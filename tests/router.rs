use std::sync::Arc;

use async_graphql::{EmptyMutation, EmptySubscription, Object, Schema};
use axum::body::Body;
use axum::http::{Request, StatusCode, header};
use http_body_util::BodyExt;
use tower::ServiceExt;

use axum_graphql_voyager::{
    GraphqlSource, HttpHeaders, UiOptions, VoyagerOptions, VoyagerPage,
};

struct Query;

#[Object]
impl Query {
    async fn hello(&self) -> &'static str {
        "world"
    }
}

fn router(options: VoyagerOptions) -> axum::Router {
    Arc::new(VoyagerPage::new(options)).router()
}

async fn get_page(app: axum::Router, uri: &str) -> (StatusCode, Option<String>, String) {
    let response = app
        .oneshot(Request::builder().uri(uri).body(Body::empty()).unwrap())
        .await
        .unwrap();
    let status = response.status();
    let content_type = response
        .headers()
        .get(header::CONTENT_TYPE)
        .map(|v| v.to_str().unwrap().to_owned());
    let body = response.into_body().collect().await.unwrap().to_bytes();
    (status, content_type, String::from_utf8(body.to_vec()).unwrap())
}

#[tokio::test]
async fn serves_html_on_the_default_mount_path() {
    let (status, content_type, body) = get_page(router(VoyagerOptions::default()), "/voyager").await;
    assert_eq!(status, StatusCode::OK);
    assert!(content_type.unwrap().starts_with("text/html"));
    assert!(body.contains("GraphQLVoyager.init"));
    assert!(body.contains(r#"<div id="voyager">"#));
}

#[tokio::test]
async fn serves_html_on_a_custom_mount_path() {
    let options = VoyagerOptions {
        path: "/schema/viz".to_owned(),
        ..VoyagerOptions::default()
    };
    let (status, _, _) = get_page(router(options), "/schema/viz").await;
    assert_eq!(status, StatusCode::OK);
}

#[tokio::test]
async fn other_paths_fall_through() {
    let (status, _, _) = get_page(router(VoyagerOptions::default()), "/graphiql").await;
    assert_eq!(status, StatusCode::NOT_FOUND);
}

#[tokio::test]
async fn inline_schema_renders_a_static_snapshot() {
    let schema = Schema::new(Query, EmptyMutation, EmptySubscription);
    let options = VoyagerOptions {
        graphql: GraphqlSource::inline(schema),
        ..VoyagerOptions::default()
    };
    let (status, _, body) = get_page(router(options), "/voyager").await;
    assert_eq!(status, StatusCode::OK);
    assert!(body.contains(r#"introspection: {"data":{"__schema""#));
    assert!(body.contains("queryType"));
    assert!(!body.contains("introspectionProvider"));
}

#[tokio::test]
async fn remote_schema_renders_a_fetch_provider() {
    let options = VoyagerOptions {
        graphql: GraphqlSource::Remote {
            url: "https://api.example.com/graphql".to_owned(),
            headers: Some(HttpHeaders::Pairs(vec![(
                "X-Api-Key".to_owned(),
                "abc".to_owned(),
            )])),
            credentials: None,
        },
        ..VoyagerOptions::default()
    };
    let (status, _, body) = get_page(router(options), "/voyager").await;
    assert_eq!(status, StatusCode::OK);
    assert!(body.contains(r#"fetch("https://api.example.com/graphql""#));
    assert!(body.contains("'Content-Type': 'application/json'"));
    assert!(body.contains(r#"...{"X-Api-Key":"abc"}"#));
    assert!(body.contains("introspection: introspectionProvider"));
}

#[tokio::test]
async fn ui_options_reach_the_init_call() {
    let options = VoyagerOptions {
        ui: UiOptions {
            hide_docs: Some(true),
            ..UiOptions::default()
        },
        ..VoyagerOptions::default()
    };
    let (_, _, body) = get_page(router(options), "/voyager").await;
    assert!(body.contains(r#"...{"hideDocs":true}"#));
}

#[tokio::test]
async fn repeated_requests_yield_identical_documents() {
    let app = router(VoyagerOptions::default());
    let (_, _, first) = get_page(app.clone(), "/voyager").await;
    let (_, _, second) = get_page(app, "/voyager").await;
    assert_eq!(first, second);
}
------------------------------------
Exercise goal:
Each line of the data above is to be set down exactly.

Answer to this task:
filename tests/router.rs
use std::sync::Arc;

use async_graphql::{EmptyMutation, EmptySubscription, Object, Schema};
use axum::body::Body;
use axum::http::{Request, StatusCode, header};
use http_body_util::BodyExt;
use tower::ServiceExt;

use axum_graphql_voyager::{
    GraphqlSource, HttpHeaders, UiOptions, VoyagerOptions, VoyagerPage,
};

struct Query;

#[Object]
impl Query {
    async fn hello(&self) -> &'static str {
        "world"
    }
}

fn router(options: VoyagerOptions) -> axum::Router {
    Arc::new(VoyagerPage::new(options)).router()
}

async fn get_page(app: axum::Router, uri: &str) -> (StatusCode, Option<String>, String) {
    let response = app
        .oneshot(Request::builder().uri(uri).body(Body::empty()).unwrap())
        .await
        .unwrap();
    let status = response.status();
    let content_type = response
        .headers()
        .get(header::CONTENT_TYPE)
        .map(|v| v.to_str().unwrap().to_owned());
    let body = response.into_body().collect().await.unwrap().to_bytes();
    (status, content_type, String::from_utf8(body.to_vec()).unwrap())
}

#[tokio::test]
async fn serves_html_on_the_default_mount_path() {
    let (status, content_type, body) = get_page(router(VoyagerOptions::default()), "/voyager").await;
    assert_eq!(status, StatusCode::OK);
    assert!(content_type.unwrap().starts_with("text/html"));
    assert!(body.contains("GraphQLVoyager.init"));
    assert!(body.contains(r#"<div id="voyager">"#));
}

#[tokio::test]
async fn serves_html_on_a_custom_mount_path() {
    let options = VoyagerOptions {
        path: "/schema/viz".to_owned(),
        ..VoyagerOptions::default()
    };
    let (status, _, _) = get_page(router(options), "/schema/viz").await;
    assert_eq!(status, StatusCode::OK);
}

#[tokio::test]
async fn other_paths_fall_through() {
    let (status, _, _) = get_page(router(VoyagerOptions::default()), "/graphiql").await;
    assert_eq!(status, StatusCode::NOT_FOUND);
}

#[tokio::test]
async fn inline_schema_renders_a_static_snapshot() {
    let schema = Schema::new(Query, EmptyMutation, EmptySubscription);
    let options = VoyagerOptions {
        graphql: GraphqlSource::inline(schema),
        ..VoyagerOptions::default()
    };
    let (status, _, body) = get_page(router(options), "/voyager").await;
    assert_eq!(status, StatusCode::OK);
    assert!(body.contains(r#"introspection: {"data":{"__schema""#));
    assert!(body.contains("queryType"));
    assert!(!body.contains("introspectionProvider"));
}

#[tokio::test]
async fn remote_schema_renders_a_fetch_provider() {
    let options = VoyagerOptions {
        graphql: GraphqlSource::Remote {
            url: "https://api.example.com/graphql".to_owned(),
            headers: Some(HttpHeaders::Pairs(vec![(
                "X-Api-Key".to_owned(),
                "abc".to_owned(),
            )])),
            credentials: None,
        },
        ..VoyagerOptions::default()
    };
    let (status, _, body) = get_page(router(options), "/voyager").await;
    assert_eq!(status, StatusCode::OK);
    assert!(body.contains(r#"fetch("https://api.example.com/graphql""#));
    assert!(body.contains("'Content-Type': 'application/json'"));
    assert!(body.contains(r#"...{"X-Api-Key":"abc"}"#));
    assert!(body.contains("introspection: introspectionProvider"));
}

#[tokio::test]
async fn ui_options_reach_the_init_call() {
    let options = VoyagerOptions {
        ui: UiOptions {
            hide_docs: Some(true),
            ..UiOptions::default()
        },
        ..VoyagerOptions::default()
    };
    let (_, _, body) = get_page(router(options), "/voyager").await;
    assert!(body.contains(r#"...{"hideDocs":true}"#));
}

#[tokio::test]
async fn repeated_requests_yield_identical_documents() {
    let app = router(VoyagerOptions::default());
    let (_, _, first) = get_page(app.clone(), "/voyager").await;
    let (_, _, second) = get_page(app, "/voyager").await;
    assert_eq!(first, second);
}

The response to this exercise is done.